The signal will later be evaluated in the time domain, especially the time and amplitude of large peaks (typically lasting well over a second), and the area under those peaks.

Since the signal is generated by a different device with its own power supply, I expect to see some power supply hum as well as general noise.

In order to minimize hardware components I plan to use a simple RC filter (-3dB at 18Hz) for antialiasing, combined with a fairly high sample rate (> 1kHz), and then apply digital filtering. The signal will then be sent on to a PC at a much lower sampling rate (probably <10Hz). However, I'm not very experienced with filtering, so I'm a bit overwhelmed with the choices available.

Given the fast sampling rate and very limited CPU power, filters that require many floating point operations would at best be a good deal of work to implement. I played around with filter design tools a bit and looked at the properties of Butterworth and Bessel filters or just chaining several first-order filters in a row (since they can be implemented very efficiently), and finally found an interesting section about the humble "moving average" filter on dspguide.com.
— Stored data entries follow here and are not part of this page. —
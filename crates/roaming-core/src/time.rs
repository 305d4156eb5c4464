//! Time windows and the month/timestamp formats accepted by the service
//!
//! Months use the literal `yyyy-MM` format; full timestamps use
//! `yyyy-MM-dd'T'HH:mm:ss`. All times are interpreted as UTC.

use chrono::{DateTime, Months, NaiveDate, NaiveDateTime, Utc};
use serde::Serialize;

use crate::error::AppError;
use crate::AppResult;

/// Full timestamp format (`yyyy-MM-dd'T'HH:mm:ss`)
pub const TIMESTAMP_FORMAT: &str = "%Y-%m-%dT%H:%M:%S";

/// Human readable month format used in error messages
pub const MONTH_FORMAT: &str = "yyyy-MM";

/// Half-open time range `[start, end)` over call start times
#[derive(Debug, Clone, Copy, PartialEq, Eq, Serialize)]
pub struct TimeWindow {
    pub start: DateTime<Utc>,
    pub end: DateTime<Utc>,
}

impl TimeWindow {
    pub fn new(start: DateTime<Utc>, end: DateTime<Utc>) -> Self {
        Self { start, end }
    }

    /// Window of `months` calendar months ending at `end`
    pub fn months_ending_at(end: DateTime<Utc>, months: u32) -> Self {
        let start = end
            .checked_sub_months(Months::new(months))
            .unwrap_or(DateTime::<Utc>::MIN_UTC);
        Self { start, end }
    }

    /// One year ending at `now`
    pub fn last_year(now: DateTime<Utc>) -> Self {
        Self::months_ending_at(now, 12)
    }

    /// Whole calendar month given as `yyyy-MM`
    pub fn for_month(month: &str) -> AppResult<Self> {
        let first = parse_month(month)?;
        let next = first
            .checked_add_months(Months::new(1))
            .ok_or_else(|| invalid_month(month))?;

        Ok(Self {
            start: midnight_utc(first)?,
            end: midnight_utc(next)?,
        })
    }

    /// Check whether a timestamp falls inside the window
    #[inline]
    pub fn contains(&self, t: DateTime<Utc>) -> bool {
        self.start <= t && t < self.end
    }

    /// True when the window holds no instant
    pub fn is_empty(&self) -> bool {
        self.start >= self.end
    }
}

/// Parse a `yyyy-MM` month into the first day of that month
///
/// The format is strict: four digit year, dash, two digit month.
pub fn parse_month(month: &str) -> AppResult<NaiveDate> {
    let bytes = month.as_bytes();
    let well_formed = bytes.len() == 7
        && bytes[4] == b'-'
        && bytes
            .iter()
            .enumerate()
            .all(|(i, b)| i == 4 || b.is_ascii_digit());

    if !well_formed {
        return Err(invalid_month(month));
    }

    let year: i32 = month[..4].parse().map_err(|_| invalid_month(month))?;
    let month_num: u32 = month[5..].parse().map_err(|_| invalid_month(month))?;

    NaiveDate::from_ymd_opt(year, month_num, 1).ok_or_else(|| invalid_month(month))
}

/// Parse a `yyyy-MM-dd'T'HH:mm:ss` timestamp as UTC
///
/// Only the exact 19 character shape with a four digit year is accepted.
pub fn parse_timestamp(value: &str) -> AppResult<DateTime<Utc>> {
    let bytes = value.as_bytes();
    let well_formed = bytes.len() == 19
        && bytes.iter().enumerate().all(|(i, b)| match i {
            4 | 7 => *b == b'-',
            10 => *b == b'T',
            13 | 16 => *b == b':',
            _ => b.is_ascii_digit(),
        });

    if !well_formed {
        return Err(invalid_timestamp(value));
    }

    let naive = NaiveDateTime::parse_from_str(value, TIMESTAMP_FORMAT)
        .map_err(|_| invalid_timestamp(value))?;

    Ok(DateTime::from_naive_utc_and_offset(naive, Utc))
}

/// Render a timestamp in the `yyyy-MM-dd'T'HH:mm:ss` format
pub fn format_timestamp(t: &DateTime<Utc>) -> String {
    t.format(TIMESTAMP_FORMAT).to_string()
}

fn midnight_utc(date: NaiveDate) -> AppResult<DateTime<Utc>> {
    let naive = date
        .and_hms_opt(0, 0, 0)
        .ok_or_else(|| AppError::Internal(format!("Invalid midnight for {}", date)))?;
    Ok(DateTime::from_naive_utc_and_offset(naive, Utc))
}

fn invalid_timestamp(value: &str) -> AppError {
    AppError::Validation(format!(
        "Invalid timestamp '{}'. Use yyyy-MM-dd'T'HH:mm:ss",
        value
    ))
}

fn invalid_month(month: &str) -> AppError {
    AppError::Validation(format!(
        "Invalid month '{}'. Use {}",
        month, MONTH_FORMAT
    ))
}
After playing around in Octave a bit, it seems to me that by chaining four moving average filters, two with 1/50s and two with 1/60s window, would give me

  • around 0.5dB attenuation at 5Hz, the outer limit of what might still be interesting signal
  • over 100dB attenuation at both 50Hz and 60Hz, even if the frequency is 1% off
  • over 80dB attenuation for anything above 100Hz
  • linear phase shift in the signal band, for a fixed delay of <40ms

This looks very promising, but since I only started playing with all of this very recently, I'm not completely sure my results are valid. Is this a good filter for my task, or would you recommend something else?

There might also still be noise left in the range of 5Hz to 50Hz which would cause aliasing when the signal is sampled at 10Hz by the PC. Then again, I don't expect to see much noise in that range and don't want to needlessly distort the signal. Should I just send the latest sample, or perhaps take the average of all samples between two "PC sample points"? What would you recommend?

Edit to address Oscar's questions:

I don't think there will be much signal above 5Hz and the SNR should be pretty good without any filtering already, but I'll try recording some examples soon. Different environments and different source equipment for the signal could also look quite different, though.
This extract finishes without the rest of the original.